The term ‘pre-pack’ is used to describe the process whereby the business and assets of a company are sold, via administration, in an arrangement that is typically negotiated in advance of the company concerned formally entering into an insolvency process. The buying party is often (but not always) connected to the company (e.g. a new company formed by the existing directors of the company in administration).

Essentially, the process allows a valid business to survive whilst relieving it of creditor pressure but also ensuring that its assets are realised for proper value. It’s the latter aspect of that equation that has been an area of concern for some and which reforms brought in two years ago were focused upon – tightening up regulatory intervention and introducing more accountability.

When is a pre-pack appropriate?

‘Pre-packs’ can be a really effective tool for all concerned when they’re used in the right way. Typically, they’re used where a company has a good underlying business but is struggling to meet its ongoing liabilities – it’s not uncommon for there to be an imminent threat of, for example, a winding up petition, or a cessation of supplies/services which would damage the business.

Administered properly, pre-pack administrations create a virtually seamless transfer of business and assets from the insolvent company to the purchaser. This can have significant benefits for the majority of stakeholders involved, because it allows for a high level of continuity. The business can continue trading under the same name (subject to compliance with section 216 of the Insolvency Act and its associated provisions), often from the same premises, and with the same staff. This means that the underlying business retains value, which is ultimately good news for all involved (especially when compared to the potential outcome, for example, in a liquidation). For those reasons, where they are viable, ‘pre-packs’ have always appealed to struggling businesses.

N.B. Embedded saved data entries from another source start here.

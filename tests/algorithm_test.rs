//! Algorithm tests over slices, mutable slices and views.

use tola_ranges::algorithm::InOut;
use tola_ranges::prelude::*;
use tola_ranges::view::{self, single};

// =============================================================================
// Quantifiers
// =============================================================================

#[test]
fn test_quantifiers_on_empty() {
    let empty: &[i32] = &[];
    assert!(all_of_in(empty, |_: &i32| false, identity));
    assert!(none_of_in(empty, |_: &i32| true, identity));
    assert!(!any_of_in(empty, |_: &i32| true, identity));
}

#[test]
fn test_quantifiers_with_projection() {
    let words = ["apple", "fig", "kiwi"];
    assert!(all_of_in(&words[..], |n: usize| n >= 3, |w: &&str| w.len()));
    assert!(any_of_in(&words[..], |n: usize| n == 4, |w: &&str| w.len()));
    assert!(none_of_in(&words[..], |n: usize| n > 5, |w: &&str| w.len()));
}

#[test]
fn test_all_of_stops_at_first_failure() {
    let data = [2, 4, 5, 6, 7];
    let mut calls = 0;
    let result = all_of_in(
        &data[..],
        |x: &i32| {
            calls += 1;
            x % 2 == 0
        },
        identity,
    );
    assert!(!result);
    assert_eq!(calls, 3);
}

// =============================================================================
// Counting and searching
// =============================================================================

#[test]
fn test_count_and_complement_cover_everything() {
    let data = [1, 2, 3, 4, 5, 6, 7];
    let is_odd = |x: &i32| x % 2 != 0;
    let odd = count_if_in(&data[..], is_odd, identity);
    let even = count_if_in(&data[..], not_fn(is_odd), identity);
    assert_eq!(odd, 4);
    assert_eq!(odd + even, data.len() as isize);
}

#[test]
fn test_count_value_with_projection() {
    let pairs = [(1, 'a'), (2, 'b'), (1, 'c')];
    assert_eq!(count_in(&pairs[..], &1, |p: &(i32, char)| p.0), 2);
    assert_eq!(count_in(&pairs[..], &'b', |p: &(i32, char)| p.1), 1);
}

#[test]
fn test_find_family() {
    let data = [3, 8, 1, 8];
    let found = find_in(&data[..], &8, identity);
    assert_eq!(found.position(), 1);

    let first_small = find_if_in(&data[..], |x: &i32| *x < 3, identity);
    assert_eq!(first_small.position(), 2);

    let first_not_odd = find_if_not_in(&data[..], |x: &i32| x % 2 != 0, identity);
    assert_eq!(*first_not_odd.read(), 8);

    let missing = find_in(&data[..], &42, identity);
    assert_eq!(missing.position(), data.len());
}

#[test]
fn test_find_by_borrowed_key() {
    let names = [String::from("ann"), String::from("bo")];
    let hit = find_in(&names[..], "bo", String::as_str);
    assert_eq!(hit.position(), 1);
}

// =============================================================================
// Copying
// =============================================================================

#[test]
fn test_copy_into_mutable_slice() {
    let src = [1, 2, 3];
    let mut dst = [0; 5];
    let InOut { input, output } = copy_in(&src[..], SliceMut::new(&mut dst).start());
    assert_eq!(input.position(), 3);
    assert_eq!(output.position(), 3);
    assert_eq!(dst, [1, 2, 3, 0, 0]);
}

#[test]
fn test_copy_n_non_positive_is_a_no_op() {
    let src = [1, 2, 3];
    let mut dst = [9; 3];
    let first = SliceCursor::new(&src, 0);
    for n in [0, -1, -100] {
        let out = SliceMut::new(&mut dst).start();
        let InOut { input, output } = copy_n(first, n, out);
        assert!(input == first);
        assert_eq!(output.position(), 0);
    }
    assert_eq!(dst, [9, 9, 9]);
}

#[test]
fn test_copy_to_back_inserter() {
    let src = ["x", "y"];
    let mut out: Vec<&str> = Vec::new();
    copy_in(&src[..], BackInserter::new(&mut out));
    assert_eq!(out, ["x", "y"]);
}

#[test]
fn test_transform_and_for_each() {
    let src = [1, 2, 3];
    let mut out = Vec::new();
    transform_in(&src[..], BackInserter::new(&mut out), |x: i32| x * x, |x: &i32| *x);
    assert_eq!(out, [1, 4, 9]);

    let mut sum = 0;
    let done = for_each_in(&out[..], |x: &i32| sum += x, identity);
    assert_eq!(done.input.position(), 3);
    assert_eq!(sum, 14);
}

// =============================================================================
// Filling and generating
// =============================================================================

#[test]
fn test_fill_and_fill_n() {
    let mut data = [0; 6];
    let end = fill_in(SliceMut::new(&mut data), &4);
    assert_eq!(end.position(), 6);
    assert_eq!(data, [4; 6]);

    let stop = fill_n(SliceMut::new(&mut data).start(), 2, &1);
    assert_eq!(stop.position(), 2);
    assert_eq!(data, [1, 1, 4, 4, 4, 4]);
}

#[test]
fn test_generate_and_generate_n() {
    let mut data = [0; 4];
    let mut next = 0;
    generate_in(SliceMut::new(&mut data), || {
        next += 10;
        next
    });
    assert_eq!(data, [10, 20, 30, 40]);

    let mut out = Vec::new();
    let mut k = 0;
    generate_n(BackInserter::new(&mut out), 3, || {
        k += 1;
        k
    });
    assert_eq!(out, [1, 2, 3]);
}

// =============================================================================
// Reverse
// =============================================================================

#[test]
fn test_reverse_random_access_round_trip() {
    let original = [1, 2, 3, 4, 5, 6, 7];
    let mut data = original;
    reverse_in(SliceMut::new(&mut data));
    assert_eq!(data, [7, 6, 5, 4, 3, 2, 1]);
    reverse_in(SliceMut::new(&mut data));
    assert_eq!(data, original);
}

#[test]
fn test_reverse_bidirectional_through_filter() {
    // Filtering hides the distance, so this takes the converging path.
    let mut data = [1, 10, 2, 20, 3, 30, 4];
    let small = SliceMut::new(&mut data).filter(|x: i32| x < 10);
    reverse_in(small);
    assert_eq!(data, [4, 10, 3, 20, 2, 30, 1]);

    let mut even = [1, 2, 3, 4];
    reverse_in(SliceMut::new(&mut even).filter(|_: i32| true));
    assert_eq!(even, [4, 3, 2, 1]);
}

#[test]
fn test_reverse_converging_walk_every_length() {
    for n in 0..8 {
        let mut data: Vec<i32> = (0..n).collect();
        reverse_in(SliceMut::new(&mut data).filter(|_: i32| true));
        let expected: Vec<i32> = (0..n).rev().collect();
        assert_eq!(data, expected, "length {n}");
    }
}

#[test]
fn test_reverse_copy() {
    let src = [1, 2, 3];
    let mut out: Vec<i32> = Vec::new();
    let InOut { input, .. } = reverse_copy_in(&src[..], BackInserter::new(&mut out));
    assert_eq!(input.position(), 3);
    assert_eq!(out, [3, 2, 1]);
}

// =============================================================================
// Comparing
// =============================================================================

#[test]
fn test_mismatch_and_equal() {
    let a = [1, 2, 3, 4];
    let b = [1, 2, 9];
    let stop = mismatch_in(&a[..], &b[..], |x: &i32, y: &i32| x == y, identity, identity);
    assert_eq!(stop.input1.position(), 2);
    assert_eq!(stop.input2.position(), 2);

    assert!(equal_in(&a[..], &a[..], |x: &i32, y: &i32| x == y, identity, identity));
    assert!(!equal_in(&a[..], &a[..3], |x: &i32, y: &i32| x == y, identity, identity));
    let tens = [10, 20, 30, 40];
    assert!(equal_in(&a[..], &tens[..], |x: i32, y: i32| x * 10 == y, |x: &i32| *x, |y: &i32| *y));
}

// =============================================================================
// Borrow safety
// =============================================================================

#[test]
fn test_owning_sequence_yields_dangling() {
    let result: Dangling = find_in(single(5), &5, identity);
    assert_eq!(result, Dangling);

    let mut out = Vec::new();
    let InOut { input, .. } = copy_in(view::repeat_n(1u8, 3), BackInserter::new(&mut out));
    assert_eq!(input, Dangling);
    assert_eq!(out, [1, 1, 1]);
}

#[test]
fn test_borrowed_view_yields_cursor() {
    let data = [1, 2, 3];
    let hit = find_in(view::take(&data[..], 2), &2, identity);
    assert_eq!(*hit.read(), 2);
    assert_eq!(hit.remaining(), 1);
}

During the COVID-19 pandemic, the Government put in place a significant number of measures to support businesses, including those in the Corporate Insolvency and Governance Act, aimed at protecting businesses during the pandemic, providing much-needed respite for struggling companies. Those protections and safeguarding measures have now largely gone, leaving many businesses still exposed to the economic headwinds, which is where pre-pack administrations can play a part.

Key considerations

There are a number of important questions to ask and considerations to be made when exploring the option of pre-pack administrations.

Pre-pack administrations have a valid part to play in securing the long-term future of businesses, but there is a lot to consider before going down the route of a ‘pre-pack’. Now is the time to go through your options, taking into account the future economic outlook. With interest rates and energy bills still creating significant ongoing liabilities for companies, which will not necessarily be taken away by a pre-pack administration, it may pay to wait for the waters to calm before embarking on your ‘pre-pack’ journey.